What is the Clear vision and why is it important?
What is the Clear vision and why is it important for software development?
Our company is interested in creating digital products that would be useful for our clients. So, analytics is the first step in our project work. At this stage, we identify the client’s business goals, test business hypotheses, create lists of product requirements and features, and estimate the project budget. What tools do we use when analyzing the project?
Analysts in Ronas IT implement 2 tools - impact maps and a list of user stories. Using them, we connect the functions of the future app to the client’s business aims and estimate the project budget and deadline. But how do these 2 tools help us to create a site or an app useful for our client? After implementing these 2 tools our analyst forms the Clear vision - a document that describes product requirements and includes a project estimate. We attach it to the contracts that we sign with clients. In this article, we will tell our readers what Clear vision is and how we use it when working with projects. This article will be interesting for startups and businessmen who want to automate an already existing business but don’t have a detailed vision of the future product.
Ronas IT is a company that creates digital solutions for small businesses and startups. Our work approach is based on business analytics and agile-based development. We have already been on a market for 15 years and helped our clients to launch more than 400 successful projects in the fields of fintech, team management, business automation, and delivery.
What is the Clear vision?
The main goal of the Clear vision is to provide the project team and their client with a common vision of the product. Clear vision is the document that describes product requirements taking into account the client’s business features. This document looks a bit like a contract: it describes the service that an IT company plans to provide to the client.
What does the Clear vision consist of?
In Ronas IT this document has three parts:
- List of user stories
- Budget and deadline estimate
- Understanding the problem section
You can find detailed information about user stories and estimate in the articles that are already published in our blog. What is Understanding the problem?
Understanding the problem
At the stage of analytics, we try to find answers to the following questions:
- What is the idea behind the product?
- How can we turn it into a viable product?
- How much will it cost?
To answer these questions and create a product that matches our client’s aims, we collect some information about his or her business. Our analyst and a client arrange one of the online analytical sessions. During this session our analyst asks several questions and finds the information about the following aspects:
- About the business: what industry does the client work in? What products does the client produce or what service provide? Why are these products and services useful? How does the client make money?

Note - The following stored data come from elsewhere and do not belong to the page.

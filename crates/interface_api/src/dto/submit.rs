//! Submission DTOs

use serde::Serialize;
use serde_json::Value;

/// Fallback message when the webhook accepts without saying anything
pub const DEFAULT_ACCEPTED_MESSAGE: &str = "Submission received.";

/// Fallback message when the webhook rejects without an error text
pub const DEFAULT_WORKFLOW_ERROR: &str = "Workflow failed.";

/// Successful proxy answer
#[derive(Debug, Clone, PartialEq, Serialize)]
pub struct SubmitResponse {
    pub ok: bool,
    pub message: String,
    /// Copied verbatim from the webhook
    #[serde(skip_serializing_if = "Option::is_none")]
    pub account_id: Option<Value>,
    /// Copied verbatim from the webhook
    #[serde(skip_serializing_if = "Option::is_none")]
    pub submission_id: Option<Value>,
}
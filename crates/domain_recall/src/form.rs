//! Intake form state machine
//!
//! A headless model of the claim form: it holds the raw field values, the
//! submission status and the message shown to the customer.
//!
//! # Status Lifecycle
//!
//! ```text
//! Idle -> Submitting -> Success
//!                    -> Error -> Submitting -> ...
//! ```
//!
//! Validation runs before anything leaves the form, so an invalid form
//! never reaches the transport.

use async_trait::async_trait;
use chrono::Utc;
use serde::{Deserialize, Serialize};
use tracing::{debug, info, warn};

use crate::error::TransportError;
use crate::submission::{ClaimSubmission, FormFields, SubmissionReceipt};

/// Shown when the proxy accepts a submission without a message of its own
pub const DEFAULT_SUCCESS_MESSAGE: &str = "Submission received. You may now close this page.";

/// Shown when the proxy cannot be reached
pub const NETWORK_FAILURE_MESSAGE: &str = "Something went wrong. Please try again.";

/// Submission status
#[derive(Debug, Clone, Copy, Default, PartialEq, Eq, Serialize, Deserialize)]
#[serde(rename_all = "snake_case")]
pub enum SubmissionStatus {
    #[default]
    Idle,
    Submitting,
    Success,
    Error,
}

/// Values carried in the link sent to the customer
#[derive(Debug, Clone, Default, PartialEq, Eq, Serialize, Deserialize)]
pub struct Prefill {
    #[serde(default)]
    pub phone: String,
    #[serde(default)]
    pub model: String,
    #[serde(default)]
    pub serial: String,
}

impl Prefill {
    /// Picks `phone`, `model` and `serial` out of decoded query pairs
    ///
    /// Unknown keys are ignored; a repeated key keeps its first value.
    pub fn from_query_pairs<I, K, V>(pairs: I) -> Self
    where
        I: IntoIterator<Item = (K, V)>,
        K: AsRef<str>,
        V: Into<String>,
    {
        let mut prefill = Prefill::default();
        let (mut phone, mut model, mut serial) = (false, false, false);

        for (key, value) in pairs {
            match key.as_ref() {
                "phone" if !phone => {
                    prefill.phone = value.into();
                    phone = true;
                }
                "model" if !model => {
                    prefill.model = value.into();
                    model = true;
                }
                "serial" if !serial => {
                    prefill.serial = value.into();
                    serial = true;
                }
                _ => {}
            }
        }

        prefill
    }
}

/// Delivers a normalized submission to the proxy
#[async_trait]
pub trait SubmissionTransport: Send + Sync {
    async fn submit(&self, submission: &ClaimSubmission) -> Result<SubmissionReceipt, TransportError>;
}

/// The intake form
#[derive(Debug, Clone, Default)]
pub struct IntakeForm {
    fields: FormFields,
    status: SubmissionStatus,
    message: String,
    receipt: Option<SubmissionReceipt>,
}

impl IntakeForm {
    /// Creates an empty form
    pub fn new() -> Self {
        Self::default()
    }

    /// Creates a form with phone, model and serial filled from a link
    ///
    /// Prefilled values are not checked until submit.
    pub fn with_prefill(prefill: Prefill) -> Self {
        let mut form = Self::new();
        form.fields.phone = prefill.phone;
        form.fields.model = prefill.model;
        form.fields.serial = prefill.serial;
        form
    }

    pub fn fields(&self) -> &FormFields {
        &self.fields
    }

    /// Mutable access for input handlers
    pub fn fields_mut(&mut self) -> &mut FormFields {
        &mut self.fields
    }

    pub fn status(&self) -> SubmissionStatus {
        self.status
    }

    /// Message for the customer; empty until a submit finishes
    pub fn message(&self) -> &str {
        &self.message
    }

    /// Proxy receipt from the last successful submit
    pub fn receipt(&self) -> Option<&SubmissionReceipt> {
        self.receipt.as_ref()
    }

    /// Whether the submit button is enabled
    pub fn can_submit(&self) -> bool {
        self.status != SubmissionStatus::Submitting
    }

    /// Validates, normalizes and hands the form to the transport
    ///
    /// Returns the resulting status. Nothing is retried: after an error
    /// the customer may edit the form and submit again.
    pub async fn submit<T>(&mut self, transport: &T) -> SubmissionStatus
    where
        T: SubmissionTransport + ?Sized,
    {
        if !self.can_submit() {
            debug!("Submit ignored while a submission is in flight");
            return self.status;
        }

        self.status = SubmissionStatus::Submitting;
        self.message.clear();
        self.receipt = None;

        let submission = match ClaimSubmission::from_form(&self.fields, Utc::now()) {
            Ok(submission) => submission,
            Err(e) => {
                debug!(error = %e, "Form validation failed");
                return self.finish(SubmissionStatus::Error, e.to_string());
            }
        };

        match transport.submit(&submission).await {
            Ok(receipt) => {
                info!(
                    account_id = receipt.account_id.as_deref().unwrap_or("-"),
                    submission_id = receipt.submission_id.as_deref().unwrap_or("-"),
                    "Claim submitted"
                );
                let message = receipt
                    .message
                    .clone()
                    .filter(|m| !m.is_empty())
                    .unwrap_or_else(|| DEFAULT_SUCCESS_MESSAGE.to_string());
                self.receipt = Some(receipt);
                self.finish(SubmissionStatus::Success, message)
            }
            Err(TransportError::Rejected { status, message }) => {
                warn!(status, message = %message, "Claim rejected by proxy");
                self.finish(SubmissionStatus::Error, message)
            }
            Err(e @ TransportError::Network(_)) => {
                warn!(error = %e, "Claim submission failed");
                self.finish(SubmissionStatus::Error, NETWORK_FAILURE_MESSAGE.to_string())
            }
        }
    }

    fn finish(&mut self, status: SubmissionStatus, message: String) -> SubmissionStatus {
        self.status = status;
        self.message = message;
        status
    }
}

- About the most acute business challenge at the moment: what aims does the company want to fulfill? How does the company want to change its workflow?
- About solutions that the client expects from us: what service should we provide? How will this service affect the company’s workflow?
- About expectations: in what form does the client want to receive our work? What are the deadlines? What are these deadlines connected with?*
By answering these questions, we understand what our client’s business goal is and what software solution is required to achieve this goal. We use this information to create the list of user stories and the list of product features. Below there is an example of Understanding the problem that we created for the owner of a fitness club network.
What is the difference between the Clear vision and Software requirements specification?
Why did we create our own format of the final document if the software requirements specifications already exist? Why don’t we use it?
When working on the project, we use agile-based methodologies - we work in sprints and first create a minimum viable version of the product, and then refine it. Clear vision is the document that matches agile-based methodology. While SRS is a document used in the waterfall model that we don’t implement in our workflow. What are the benefits of our approach?
First of all, the Clear vision provides that both the client and the development team have the same vision for the future product. In this document, the app features are described in the form of user stories. Each user story is written with the use of simple language without complicated technical terms. The analyst discusses each list item with the client. Thus there is a greater chance that our client will get the product that matches his or her expectations.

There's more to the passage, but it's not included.